Silas Mutua Mberia v Muthoni Njue Veronica [2021] KEHC 4538 (KLR) | Material Damage | Esheria

Silas Mutua Mberia v Muthoni Njue Veronica [2021] KEHC 4538 (KLR)

Full Case Text

REPUBLIC OF KENYA

IN THE HIGH COURT OF KENYA AT MERU

CIVIL APPEAL NO. E005 OF 2021

SILAS MUTUA MBERIA..............................................................APPELLANT

VERSUS

MUTHONI NJUE VERONICA...................................................RESPONDENT

(Being an appeal from the Judgment of the Hon.
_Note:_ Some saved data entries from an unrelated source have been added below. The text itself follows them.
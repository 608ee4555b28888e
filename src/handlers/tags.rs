use crate::models::SelectOption;

/// Split a comma-separated tag list into `multi_select` options.
///
/// Only spaces are trimmed. Empty segments are kept, so `""` yields a single
/// option with an empty name.
pub fn format_tags(raw: &str) -> Vec<SelectOption> {
    raw.split(',')
        .map(|tag| SelectOption {
            name: tag.trim_matches(' ').to_string(),
        })
        .collect()
}
use serde::{Deserialize, Serialize};

use super::PageDetails;

// ============================================================================
// Create-page Request Body
// ============================================================================

/// Body of Notion's `POST /v1/pages`.
///
/// `children` is left out entirely when the page has no Open Graph image.
#[derive(Debug, Clone, Serialize)]
pub struct NotionPagePayload {
    pub parent: Parent,
    pub icon: Icon,
    #[serde(skip_serializing_if = "Vec::is_empty")]
    pub children: Vec<Block>,
    pub properties: Properties,
}

#[derive(Debug, Clone, Serialize)]
pub struct Parent {
    pub database_id: String,
}

#[derive(Debug, Clone, Serialize)]
pub struct Icon {
    pub external: External,
}

#[derive(Debug, Clone, Serialize)]
pub struct External {
    pub url: String,
}

#[derive(Debug, Clone, Serialize)]
pub struct Block {
    pub object: &'static str,
    pub image: ImageBlock,
}

#[derive(Debug, Clone, Serialize)]
pub struct ImageBlock {
    pub external: External,
}

#[derive(Debug, Clone, Serialize)]
pub struct Properties {
    #[serde(rename = "Name")]
    pub name: TitleProperty,
    #[serde(rename = "Tags")]
    pub tags: MultiSelectProperty,
    #[serde(rename = "URL")]
    pub url: UrlProperty,
}

#[derive(Debug, Clone, Serialize)]
pub struct TitleProperty {
    pub title: Vec<RichText>,
}

#[derive(Debug, Clone, Serialize)]
pub struct RichText {
    pub text: TextContent,
}

#[derive(Debug, Clone, Serialize)]
pub struct TextContent {
    pub content: String,
}

#[derive(Debug, Clone, Serialize)]
pub struct MultiSelectProperty {
    pub multi_select: Vec<SelectOption>,
}

/// One entry of a `multi_select` property.
#[derive(Debug, Clone, PartialEq, Eq, Serialize, Deserialize)]
pub struct SelectOption {
    pub name: String,
}

#[derive(Debug, Clone, Serialize)]
pub struct UrlProperty {
    pub url: String,
}

impl NotionPagePayload {
    /// The page URL doubles as the page icon; the scraped image, if any,
    /// becomes the single child block.
    pub fn new(details: &PageDetails, tags: Vec<SelectOption>, database_id: &str) -> Self {
        let children = if details.image.is_empty() {
            Vec::new()
        } else {
            vec![Block {
                object: "block",
                image: ImageBlock {
                    external: External {
                        url: details.image.clone(),
                    },
                },
            }]
        };

        NotionPagePayload {
            parent: Parent {
                database_id: database_id.to_string(),
            },
            icon: Icon {
                external: External {
                    url: details.url.clone(),
                },
            },
            children,
            properties: Properties {
                name: TitleProperty {
                    title: vec![RichText {
                        text: TextContent {
                            content: details.title.clone(),
                        },
                    }],
                },
                tags: MultiSelectProperty { multi_select: tags },
                url: UrlProperty {
                    url: details.url.clone(),
                },
            },
        }
    }
}
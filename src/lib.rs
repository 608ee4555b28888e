pub mod config;
pub mod error;
pub mod handlers;
pub mod models;
pub mod notion;
pub mod state;
use serde::Deserialize;

pub mod notion;

pub use notion::{NotionPagePayload, SelectOption};

// ============================================================================
// Inbound Request
// ============================================================================

/// Body of `POST /`.
///
/// Absent fields decode as empty strings; unknown fields are ignored.
#[derive(Debug, Clone, Default, Deserialize)]
#[serde(rename_all = "camelCase", default)]
pub struct SaveItRequest {
    pub integration_token: String,
    pub database_id: String,
    pub url: String,
    /// Comma-separated, e.g. `"reading, go, notion"`.
    pub tags: String,
}

// ============================================================================
// Scraped Page
// ============================================================================

/// Details scraped from the target page. `title` and `image` may be empty.
#[derive(Debug, Clone, PartialEq, Eq)]
pub struct PageDetails {
    pub title: String,
    pub image: String,
    pub favicon: String,
    pub url: String,
}
use axum::{
    http::StatusCode,
    response::{IntoResponse, Response},
    Json,
};
use serde_json::json;
use thiserror::Error;

#[derive(Error, Debug)]
pub enum AppError {
    #[error("The body could not be parsed")]
    RequestParse,

    #[error("{0}")]
    PageFetch(String),

    #[error("{0}")]
    HtmlParse(String),

    #[error("{0}")]
    NotionCall(String),

    #[error("Internal server error")]
    Internal,
}

impl IntoResponse for AppError {
    fn into_response(self) -> Response {
        let status = match self {
            AppError::RequestParse
            | AppError::PageFetch(_)
            | AppError::HtmlParse(_)
            | AppError::NotionCall(_) => StatusCode::BAD_REQUEST,
            AppError::Internal => {
                tracing::error!("Internal server error");
                StatusCode::INTERNAL_SERVER_ERROR
            }
        };

        (status, Json(json!({ "error": self.to_string() }))).into_response()
    }
}

pub type AppResult<T> = Result<T, AppError>;
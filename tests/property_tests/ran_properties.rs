//! Property-based tests for ordering, refinement, and floor/ceil.

use num_bigint::BigInt;
use num_rational::BigRational;
use proptest::prelude::*;
use ranum::{Interval, RealAlgebraicNumber, UnivariatePolynomial};
use std::cmp::Ordering;

/// Strategy for rational values with small numerators and denominators.
fn rational_strategy() -> impl Strategy<Value = BigRational> {
    (-50i64..50i64, 1i64..20i64)
        .prop_map(|(n, d)| BigRational::new(BigInt::from(n), BigInt::from(d)))
}

/// Strategy for non-square integers whose square root is irrational.
fn non_square_strategy() -> impl Strategy<Value = i64> {
    (2i64..60i64).prop_filter("perfect squares have rational roots", |c| {
        let isqrt = (0..=*c).take_while(|k| k * k <= *c).last().unwrap_or(0);
        isqrt * isqrt != *c
    })
}

fn rat(n: i64) -> BigRational {
    BigRational::from_integer(BigInt::from(n))
}

/// The positive square root of `c`, interval-backed.
fn sqrt_of(c: i64) -> RealAlgebraicNumber {
    let p = UnivariatePolynomial::from_int_coeffs(&[-c, 0, 1]);
    RealAlgebraicNumber::new_root(p, Interval::open(rat(0), rat(c + 1)))
        .expect("positive square root is isolated")
}

/// Integer part of the square root of a non-negative integer.
fn integer_sqrt(c: i64) -> i64 {
    (0..=c).take_while(|k| k * k <= c).last().unwrap_or(0)
}

#[cfg(test)]
mod order_properties {
    use super::*;

    proptest! {
        /// Comparison of numeric values matches rational comparison.
        #[test]
        fn numeric_order_matches_rationals(a in rational_strategy(), b in rational_strategy()) {
            let mut x = RealAlgebraicNumber::from_rational(a.clone());
            let mut y = RealAlgebraicNumber::from_rational(b.clone());
            prop_assert_eq!(x.compare(&mut y), a.cmp(&b));
        }

        /// Exactly one of <, ==, > holds for any pair.
        #[test]
        fn order_is_total(a in rational_strategy(), c in non_square_strategy()) {
            let x = RealAlgebraicNumber::from_rational(a);
            let y = sqrt_of(c);
            for (p, q) in [(&x, &y), (&y, &x), (&x, &x), (&y, &y)] {
                let lt = p < q;
                let eq = p == q;
                let gt = p > q;
                prop_assert_eq!(u8::from(lt) + u8::from(eq) + u8::from(gt), 1);
            }
        }

        /// An irrational square root never equals a rational.
        #[test]
        fn irrational_root_never_rational(a in rational_strategy(), c in non_square_strategy()) {
            let mut x = sqrt_of(c);
            let mut y = RealAlgebraicNumber::from_rational(a);
            prop_assert_ne!(x.compare(&mut y), Ordering::Equal);
        }

        /// Comparing a root against its own squared bounds is consistent.
        #[test]
        fn root_sits_between_rational_bounds(c in non_square_strategy()) {
            let isqrt = integer_sqrt(c);
            let mut x = sqrt_of(c);
            let mut below = RealAlgebraicNumber::from_rational(rat(isqrt));
            let mut above = RealAlgebraicNumber::from_rational(rat(isqrt + 1));
            prop_assert_eq!(below.compare(&mut x), Ordering::Less);
            prop_assert_eq!(x.compare(&mut above), Ordering::Less);
        }
    }
}

#[cfg(test)]
mod floor_ceil_properties {
    use super::*;

    proptest! {
        /// Floor and ceiling of numeric values match the exact rational ones.
        #[test]
        fn numeric_floor_ceil_exact(a in rational_strategy()) {
            let mut x = RealAlgebraicNumber::from_rational(a.clone());
            prop_assert_eq!(x.floor(), a.floor().to_integer());
            prop_assert_eq!(x.ceil(), a.ceil().to_integer());
        }

        /// Floor of an irrational square root is the integer square root.
        #[test]
        fn root_floor_matches_integer_sqrt(c in non_square_strategy()) {
            let mut x = sqrt_of(c);
            prop_assert_eq!(x.floor(), BigInt::from(integer_sqrt(c)));
            prop_assert_eq!(x.ceil(), BigInt::from(integer_sqrt(c) + 1));
            prop_assert!(!x.is_integral());
        }

        /// Perfect squares collapse onto their rational root.
        #[test]
        fn perfect_square_root_is_integral(k in 1i64..8i64) {
            let mut x = sqrt_of(k * k);
            prop_assert!(x.is_integral());
            prop_assert!(x.is_numeric());
            prop_assert_eq!(x.value(), &rat(k));
        }
    }
}

#[cfg(test)]
mod refinement_properties {
    use super::*;
    use num_traits::Zero;

    proptest! {
        /// Refinement never widens the isolating interval and keeps the
        /// value in place.
        #[test]
        fn refinement_is_monotone(c in non_square_strategy(), steps in 1usize..16) {
            let mut x = sqrt_of(c);
            let mut last = rat(c);
            for _ in 0..steps {
                x.refine();
                match &x {
                    RealAlgebraicNumber::Interval(ir) => {
                        let w = ir.interval().width();
                        prop_assert!(w <= last);
                        prop_assert!(!w.is_zero());
                        last = w;
                    }
                    other => prop_assert!(false, "irrational root became {}", other),
                }
            }
            // still the same value
            let mut fresh = sqrt_of(c);
            prop_assert_eq!(x.compare(&mut fresh), Ordering::Equal);
        }

        /// Once numeric, further refinement changes nothing.
        #[test]
        fn numeric_refinement_idempotent(a in rational_strategy(), steps in 1usize..8) {
            let mut x = RealAlgebraicNumber::from_rational(a.clone());
            for _ in 0..steps {
                x.refine();
                prop_assert!(x.is_numeric());
                prop_assert_eq!(x.value(), &a);
            }
        }

        /// The sign of a value agrees with the rational it was built from.
        #[test]
        fn sign_matches_rational(a in rational_strategy()) {
            let mut x = RealAlgebraicNumber::from_rational(a.clone());
            let expected = match a.cmp(&BigRational::zero()) {
                Ordering::Less => -1,
                Ordering::Equal => 0,
                Ordering::Greater => 1,
            };
            prop_assert_eq!(x.sign(), expected);
        }
    }
}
M.C Nyigei (SRM) delivered on 15/12/2020 in Maua CMCC No. 139 of 2018)

JUDGMENT

1. The appellant sued the respondent in the trial court by an amended Plaint dated 25/10/2018 in which, he sought general damages for pains, suffering and loss of amenities; special damages of Kshs 34,205 special damages and a sum of Kshs 325,960 being the amount of money required to repair Motor Vehicle Reg. No. KAH 801J and return it to its pre-accident condition; costs of the suit plus interest.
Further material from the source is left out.